L'armistizio "breve" firmato a Cassibile il 3 settembre 1943:  il generale Castellano, firmatario dell'accordo per conto dell'Italia, è quello in piedi a destra, in borghese, col fazzoletto bianco al taschino della giacca; le forze armate italiane avrebbero continuato ufficialmente a combattere alleate coi Tedeschi e contro gli Anglo-americani per altri cinque lunghissimi, inutili, giorni

Quella che racconterò non è una grande storia, è una delle tante piccole storie individuali che come un reticolo scomposto di multiformi tessere vengono a comporre anno dopo anno, mese dopo mese, giorno dopo giorno l'incredibile mosaico che visto da lontano e nel suo insieme racconta la vicenda di un paese intero, più e meglio di qualsiasi saggio o documentario, al di là degli steccati ideologici, politici, culturali.

E' una storia che risale a tanti anni fa, nel momento più brutto dell'Italia moderna, nel periodo di confusione e di morte succeduto all'Armistizio dell'8 settembre 1943 (che in realtà era stato firmato il 3 settembre, a Cassibile, in Sicilia).
Ne sono venuto a conoscenza solo qualche anno fa, da una fonte assolutamente attendibile, un mio quasi coetaneo, giornalista, regista, scrittore nato e cresciuto ad Acquaviva delle Fonti, in provincia di Bari, terra di origine della mia famiglia,


Acquaviva delle Fonti (BA), tanti anni fa
ma che ora vive e lavora a Trento, e che ebbe modo di contattare mio zio, che a sua volta ne parlò a me. Ho avuto con lui un breve contatto via mail, è diventato mio amico su fb e spero di poterlo sentire di persona, e parlare con lui vis a vis, magari di scrivere qualcosa insieme al riguardo.
protagonisti di questa storia sono due persone comuni, due compaesani che non si erano mai conosciuti prima della guerra: uno, Francesco, bravissimo maestro elementare, rispettato e temuto dai suoi scolari, con moglie, Anna Luisa, anche lei maestra, e quattro figli, Giovanni, Domenico, Achille e Carlo, era una persona di vecchio stampo, convinta fascista, rigorosa, intelligente, di animo grande e generoso; l'altro, di cui non conosco il nome, era un umile calzolaio, socialista, di qualche anno più giovane, praticamente analfabeta, forse anche mangiapreti.
Il primo fu richiamato alle armi in fanteria come ufficiale di complemento, poco prima della guerra, col grado di tenente, congedato e poi richiamato di nuovo, stavolta come capitano, e messo al comando di una compagnia, a trentasei anni.

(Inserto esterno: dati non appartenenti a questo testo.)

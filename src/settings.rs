// Copyright 2023 Christian Jaeger <ch@christianjaeger.ch>. See the
// COPYRIGHT file at the top-level directory of this distribution.
//
// Licensed under the Apache License, Version 2.0 <LICENSE-APACHE or
// http://www.apache.org/licenses/LICENSE-2.0> or the MIT license
// <LICENSE-MIT or http://opensource.org/licenses/MIT>, at your
// option. This file may not be copied, modified, or distributed
// except according to those terms.

//! Settings for reading: what the scanner accepts, how numbers,
//! tagged values and collections are turned into values.

//! A `ParserConfig` is put together with a `ParserConfigBuilder`,
//! which is consumed by `build`; the finished config is immutable and
//! can be shared between threads, each running its own parser.

use crate::builder::{list_factory, map_factory, set_factory, vector_factory,
                     BuilderFactory, CollectionBuilder};
use crate::number::NumberHooks;
use crate::scan::Collkind;
use crate::symbol::Tag;
use crate::tags::{inst_tag, read_inst, read_uuid, uuid_tag, TagError,
                  TagHandler};
use crate::value::Value;
use bigdecimal::BigDecimal;
use num::BigInt;
use once_cell::sync::Lazy;
use std::collections::HashMap;
use std::fmt::{Debug, Formatter};
use std::sync::Arc;

/// The part of the settings used by the scanner.
#[derive(Debug, Clone)]
pub struct ScanSettings {
    /// Accept `\uXXXX` in strings and character literals.
    pub unicode_escapes: bool,
    pub numbers: NumberHooks,
}

impl Default for ScanSettings {
    fn default() -> Self {
        ScanSettings {
            unicode_escapes: true,
            numbers: NumberHooks::default(),
        }
    }
}

/// Open collections, discards and tags a single value may nest.
/// Parsing keeps them on the heap, so this bounds memory, not the
/// call stack.
pub const DEFAULT_MAX_DEPTH: u32 = 500;

pub struct ParserConfig {
    pub(crate) scan: ScanSettings,
    tag_handlers: HashMap<Tag, TagHandler>,
    list: BuilderFactory,
    vector: BuilderFactory,
    set: BuilderFactory,
    map: BuilderFactory,
    pub(crate) max_depth: u32,
}

impl ParserConfig {
    pub fn builder() -> ParserConfigBuilder {
        ParserConfigBuilder::new()
    }

    pub fn scan_settings(&self) -> &ScanSettings {
        &self.scan
    }

    pub fn tag_handler(&self, tag: &Tag) -> Option<&TagHandler> {
        self.tag_handlers.get(tag)
    }

    pub fn new_builder(&self, kind: Collkind) -> Box<dyn CollectionBuilder> {
        let factory = match kind {
            Collkind::List => &self.list,
            Collkind::Vector => &self.vector,
            Collkind::Set => &self.set,
            Collkind::Map => &self.map,
        };
        factory()
    }
}

impl Default for ParserConfig {
    fn default() -> Self {
        ParserConfigBuilder::new().build()
    }
}

impl Debug for ParserConfig {
    fn fmt(&self, f: &mut Formatter<'_>) -> Result<(), std::fmt::Error> {
        let mut tags: Vec<String> =
            self.tag_handlers.keys().map(|t| t.to_string()).collect();
        tags.sort();
        f.debug_struct("ParserConfig")
            .field("scan", &self.scan)
            .field("tag_handlers", &tags)
            .field("max_depth", &self.max_depth)
            .finish_non_exhaustive()
    }
}

static DEFAULT_PARSER_CONFIG: Lazy<ParserConfig> = Lazy::new(ParserConfig::default);

pub fn default_parser_config() -> &'static ParserConfig {
    &DEFAULT_PARSER_CONFIG
}

/// Starts out with the defaults: unicode escapes enabled, numbers
/// kept as read, `#uuid` and `#inst` handlers, vectors/sets/maps from
/// the [builder](../builder/index.html) module.
pub struct ParserConfigBuilder {
    config: ParserConfig,
}

impl ParserConfigBuilder {
    pub fn new() -> Self {
        let mut tag_handlers: HashMap<Tag, TagHandler> = HashMap::new();
        tag_handlers.insert(uuid_tag(), Arc::new(read_uuid));
        tag_handlers.insert(inst_tag(), Arc::new(read_inst));
        ParserConfigBuilder {
            config: ParserConfig {
                scan: ScanSettings::default(),
                tag_handlers,
                list: list_factory(),
                vector: vector_factory(),
                set: set_factory(),
                map: map_factory(),
                max_depth: DEFAULT_MAX_DEPTH,
            }
        }
    }

    pub fn unicode_escapes(mut self, enabled: bool) -> Self {
        self.config.scan.unicode_escapes = enabled;
        self
    }

    pub fn max_depth(mut self, depth: u32) -> Self {
        self.config.max_depth = depth;
        self
    }

    /// Replaces any handler already registered for `tag`, including
    /// the builtin ones.
    pub fn tag_handler(
        mut self,
        tag: Tag,
        handler: impl Fn(&Tag, Value) -> Result<Value, TagError> + Send + Sync + 'static
    ) -> Self {
        self.config.tag_handlers.insert(tag, Arc::new(handler));
        self
    }

    /// Values tagged with `tag` are then read as `TaggedValue`.
    pub fn without_tag_handler(mut self, tag: &Tag) -> Self {
        self.config.tag_handlers.remove(tag);
        self
    }

    pub fn integer_hook(mut self, hook: impl Fn(i64) -> Value + Send + Sync + 'static) -> Self {
        self.config.scan.numbers.integer = Arc::new(hook);
        self
    }

    pub fn big_integer_hook(mut self, hook: impl Fn(BigInt) -> Value + Send + Sync + 'static) -> Self {
        self.config.scan.numbers.big_integer = Arc::new(hook);
        self
    }

    pub fn double_hook(mut self, hook: impl Fn(f64) -> Value + Send + Sync + 'static) -> Self {
        self.config.scan.numbers.double = Arc::new(hook);
        self
    }

    pub fn decimal_hook(mut self, hook: impl Fn(BigDecimal) -> Value + Send + Sync + 'static) -> Self {
        self.config.scan.numbers.decimal = Arc::new(hook);
        self
    }

    pub fn number_hooks(mut self, hooks: NumberHooks) -> Self {
        self.config.scan.numbers = hooks;
        self
    }

    pub fn collection_factory(mut self, kind: Collkind, factory: BuilderFactory) -> Self {
        match kind {
            Collkind::List => self.config.list = factory,
            Collkind::Vector => self.config.vector = factory,
            Collkind::Set => self.config.set = factory,
            Collkind::Map => self.config.map = factory,
        }
        self
    }

    pub fn build(self) -> ParserConfig {
        log::debug!("built {:?}", self.config);
        self.config
    }
}

impl Default for ParserConfigBuilder {
    fn default() -> Self {
        Self::new()
    }
}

Lo stemma araldico del 225° Rgt. fanteria "AREZZO"




Sbarcato a Durazzo in Albania nel '42, inquadrato nel 225° Rgt. della divisione di fanteria da montagna "Arezzo", schierata al comando del Generale Ferone a cavallo delle linee di frontiera tra Albania, Grecia e Jugoslavia (territori balcanici), credo a presidio delle zone di Sarantaporos e di Belica, il capitano fece onorevolmente il suo dovere, senza eroismi particolari, senza fanatismi, sempre con notevole equilibrio, posto che fosse facile in quei frangenti terribili conservare un equilibrio piuttosto che perderlo definitivamente, come pure capitava a tanti.





Venne l'otto settembre: la morte della Patria secondo alcuni, l'alba di una rinascita nazionale, secondo altri. 
E lo colse in Grecia.
Era stato aggregato allo stato maggiore della divisione. Secondo quanto lui disse, gli ufficiali tedeschi la sera prima, a cena, riferirono ai loro colleghi italiani che l'indomani l'Italia avrebbe annunciato l'armistizio e che pertanto chi avesse voluto restare e continuare la guerra a fianco degli alleati tedeschi sarebbe stato benvenuto, mentre gli altri avrebbero avuto quel ristretto lasso di tempo prima della proclamazione ufficiale dell'armistizio per andare via. 
Fermo restando, era il sottinteso, che subito dopo sarebbe cominciata la caccia da parte dei Tedeschi.


Pietro Badoglio
(Grazzano Monferrato, 28/9/1871- Grazzano Badoglio, 1/11/1956)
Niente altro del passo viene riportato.